What you have to do: From the line with "their navigation timeout;" to the line with "of the current page.", retype every line exactly, including those two, and leave out the rest of the data below.

Dataset entries:
== Segment start ==

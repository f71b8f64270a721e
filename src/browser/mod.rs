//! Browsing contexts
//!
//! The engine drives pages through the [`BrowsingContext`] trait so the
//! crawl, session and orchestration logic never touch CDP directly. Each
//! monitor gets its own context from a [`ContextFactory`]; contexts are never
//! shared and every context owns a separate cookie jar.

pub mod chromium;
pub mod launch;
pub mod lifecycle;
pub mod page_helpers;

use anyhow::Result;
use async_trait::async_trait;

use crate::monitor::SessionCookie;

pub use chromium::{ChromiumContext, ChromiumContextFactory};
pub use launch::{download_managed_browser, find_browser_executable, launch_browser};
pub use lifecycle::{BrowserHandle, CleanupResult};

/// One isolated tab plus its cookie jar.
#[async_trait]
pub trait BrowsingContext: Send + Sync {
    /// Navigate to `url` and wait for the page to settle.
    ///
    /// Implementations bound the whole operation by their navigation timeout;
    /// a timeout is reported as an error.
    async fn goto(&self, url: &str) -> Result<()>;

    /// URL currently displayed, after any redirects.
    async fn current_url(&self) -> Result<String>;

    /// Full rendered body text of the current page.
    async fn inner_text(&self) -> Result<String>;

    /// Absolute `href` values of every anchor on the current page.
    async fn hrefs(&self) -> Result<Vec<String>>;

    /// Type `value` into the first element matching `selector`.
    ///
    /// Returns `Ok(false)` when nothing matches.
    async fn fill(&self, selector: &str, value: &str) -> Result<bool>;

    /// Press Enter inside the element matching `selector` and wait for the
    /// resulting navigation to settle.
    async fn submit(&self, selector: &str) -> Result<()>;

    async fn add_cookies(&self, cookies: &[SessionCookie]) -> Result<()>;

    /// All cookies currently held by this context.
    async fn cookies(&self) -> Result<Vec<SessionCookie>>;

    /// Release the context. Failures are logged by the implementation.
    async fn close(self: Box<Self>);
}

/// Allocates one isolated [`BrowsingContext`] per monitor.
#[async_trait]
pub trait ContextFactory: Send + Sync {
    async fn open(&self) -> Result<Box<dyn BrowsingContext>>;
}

== Segment end ==

Solution to this task:
    /// Implementations bound the whole operation by their navigation timeout;
    /// a timeout is reported as an error.
    async fn goto(&self, url: &str) -> Result<()>;

    /// URL currently displayed, after any redirects.
    async fn current_url(&self) -> Result<String>;

    /// Full rendered body text of the current page.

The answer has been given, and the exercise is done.